Gunji is a small village in Uttarakhand of India. It is administered by India, but disputed by Nepal.  It is near the borders of Tibet and Nepal and the confluence of the Kuthi Yankti and Kalapani River, at the east end of the Kuthi Valley. It is officially listed in the map of India. Nepal has historically no significance over this place. As of now Gunji, Kuti, and Nabhi villages belong to India.  The village is on the traditional Indian/Nepalese route to Kailas–Manasarovar.

Demographics 
As per the 2011 census, the village of Gunji has a population of 335 people living in 194 households.

The village is only populated seasonally, with winters coming people migrate to lower places (mostly to Dharchula, in the same district).

Sashastra Seema Bal, the Indo-Tibet Border Police and GREF personnel remain there throughout the year.

Transportation 
It is possible to reach Gunji by helicopter, which takes off from Darchula.

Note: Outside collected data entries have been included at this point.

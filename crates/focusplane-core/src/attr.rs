//! Node handles and the attributes the focus plane tool touches.

use std::fmt;

use serde::{Deserialize, Serialize};

/// Opaque handle to a node in the host scene.
#[derive(Debug, Clone, Copy, PartialEq, Eq, Hash, PartialOrd, Ord, Serialize, Deserialize)]
pub struct NodeId(pub u64);

impl fmt::Display for NodeId {
    fn fmt(&self, f: &mut fmt::Formatter<'_>) -> fmt::Result {
        write!(f, "#{}", self.0)
    }
}

/// What a node is, as far as the tool cares.
#[derive(Debug, Clone, Copy, PartialEq, Eq, Hash, Serialize, Deserialize)]
pub enum NodeKind {
    /// A DAG transform. Cameras and meshes hang below one.
    Transform,
    /// A camera shape.
    Camera,
    /// A polygon mesh shape.
    Mesh,
}

/// Attributes read or written by the tool.
///
/// Transform channels live on transform nodes, lens and display attributes
/// live on camera shapes. [`Attr::name`] gives the host-facing spelling.
#[derive(Debug, Clone, Copy, PartialEq, Eq, Hash, Serialize, Deserialize)]
pub enum Attr {
    TranslateX,
    TranslateY,
    TranslateZ,
    RotateX,
    RotateY,
    RotateZ,
    ScaleX,
    ScaleY,
    ScaleZ,
    ShearXY,
    ShearXZ,
    ShearYZ,
    RotatePivotX,
    RotatePivotY,
    RotatePivotZ,
    ScalePivotX,
    ScalePivotY,
    ScalePivotZ,
    RotateOrder,
    InheritsTransform,
    Visibility,
    Template,

    FocalLength,
    HorizontalFilmAperture,
    VerticalFilmAperture,
    NearClipPlane,
    FarClipPlane,
    FocusDistance,
    DisplayCameraFrustum,
    DisplayCameraNearClip,
    DisplayCameraFarClip,
}

impl Attr {
    /// Every channel carried by a transform node.
    pub const TRANSFORM: [Attr; 22] = [
        Attr::TranslateX,
        Attr::TranslateY,
        Attr::TranslateZ,
        Attr::RotateX,
        Attr::RotateY,
        Attr::RotateZ,
        Attr::ScaleX,
        Attr::ScaleY,
        Attr::ScaleZ,
        Attr::ShearXY,
        Attr::ShearXZ,
        Attr::ShearYZ,
        Attr::RotatePivotX,
        Attr::RotatePivotY,
        Attr::RotatePivotZ,
        Attr::ScalePivotX,
        Attr::ScalePivotY,
        Attr::ScalePivotZ,
        Attr::RotateOrder,
        Attr::InheritsTransform,
        Attr::Visibility,
        Attr::Template,
    ];

    /// Every attribute carried by a camera shape.
    pub const CAMERA: [Attr; 9] = [
        Attr::FocalLength,
        Attr::HorizontalFilmAperture,
        Attr::VerticalFilmAperture,
        Attr::NearClipPlane,
        Attr::FarClipPlane,
        Attr::FocusDistance,
        Attr::DisplayCameraFrustum,
        Attr::DisplayCameraNearClip,
        Attr::DisplayCameraFarClip,
    ];

    /// The three camera flags that together draw the frustum.
    pub const FRUSTUM_DISPLAY: [Attr; 3] = [
        Attr::DisplayCameraFrustum,
        Attr::DisplayCameraNearClip,
        Attr::DisplayCameraFarClip,
    ];

    /// Host-facing attribute name.
    pub fn name(self) -> &'static str {
        match self {
            Attr::TranslateX => "translateX",
            Attr::TranslateY => "translateY",
            Attr::TranslateZ => "translateZ",
            Attr::RotateX => "rotateX",
            Attr::RotateY => "rotateY",
            Attr::RotateZ => "rotateZ",
            Attr::ScaleX => "scaleX",
            Attr::ScaleY => "scaleY",
            Attr::ScaleZ => "scaleZ",
            Attr::ShearXY => "shearXY",
            Attr::ShearXZ => "shearXZ",
            Attr::ShearYZ => "shearYZ",
            Attr::RotatePivotX => "rotatePivotX",
            Attr::RotatePivotY => "rotatePivotY",
            Attr::RotatePivotZ => "rotatePivotZ",
            Attr::ScalePivotX => "scalePivotX",
            Attr::ScalePivotY => "scalePivotY",
            Attr::ScalePivotZ => "scalePivotZ",
            Attr::RotateOrder => "rotateOrder",
            Attr::InheritsTransform => "inheritsTransform",
            Attr::Visibility => "visibility",
            Attr::Template => "template",
            Attr::FocalLength => "focalLength",
            Attr::HorizontalFilmAperture => "horizontalFilmAperture",
            Attr::VerticalFilmAperture => "verticalFilmAperture",
            Attr::NearClipPlane => "nearClipPlane",
            Attr::FarClipPlane => "farClipPlane",
            Attr::FocusDistance => "focusDistance",
            Attr::DisplayCameraFrustum => "displayCameraFrustum",
            Attr::DisplayCameraNearClip => "displayCameraNearClip",
            Attr::DisplayCameraFarClip => "displayCameraFarClip",
        }
    }

    /// Value a freshly created node starts with.
    pub fn default_value(self) -> f64 {
        match self {
            Attr::ScaleX
            | Attr::ScaleY
            | Attr::ScaleZ
            | Attr::InheritsTransform
            | Attr::Visibility => 1.0,
            Attr::FocalLength => 35.0,
            Attr::HorizontalFilmAperture => 1.417,
            Attr::VerticalFilmAperture => 0.945,
            Attr::NearClipPlane => 0.1,
            Attr::FarClipPlane => 10_000.0,
            Attr::FocusDistance => 5.0,
            _ => 0.0,
        }
    }
}

impl fmt::Display for Attr {
    fn fmt(&self, f: &mut fmt::Formatter<'_>) -> fmt::Result {
        f.write_str(self.name())
    }
}

/// A single attribute on a single node.
#[derive(Debug, Clone, Copy, PartialEq, Eq, Hash, Serialize, Deserialize)]
pub struct Plug {
    /// Node carrying the attribute.
    pub node: NodeId,
    /// The attribute itself.
    pub attr: Attr,
}

impl Plug {
    /// Creates a plug.
    pub fn new(node: NodeId, attr: Attr) -> Self {
        Self { node, attr }
    }
}

/// Converts a host boolean attribute value.
pub fn as_flag(value: f64) -> bool {
    value != 0.0
}

/// Encodes a boolean for a host attribute.
pub fn flag(value: bool) -> f64 {
    if value {
        1.0
    } else {
        0.0
    }
}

While approaching Gunji from Dharcula and the rest of India, the route along the western bank of Sharda River (also called Mahakali River) at Gunji forks into two separate motorable routes, one goes north to Om Parvat and Kailash Mansarovar and another to the west to Adi Kailash. In May 2020, India inaugurated a new 80 km long road from Dharchula via Gunji to Lipulekh Pass on India-China border (under geostrategic India-China Border Roads project) to the Kailas-Manasarovar. In July 2020, India also opened a newly constructed road in this area from Gunji to Limpiyadhura Pass (Lampiya Dhura Pass on India-China border) which will reduce the trek time to Adi Kailash to two hours.

Trekkers and other travelers may get food and accommodation here, but in order to reach Gunji one has to obtain an Inner line permit which is issued by SDM  at Darchula. Travelers need a valid ID, a health certificate, and a character certificate at hand for this permit.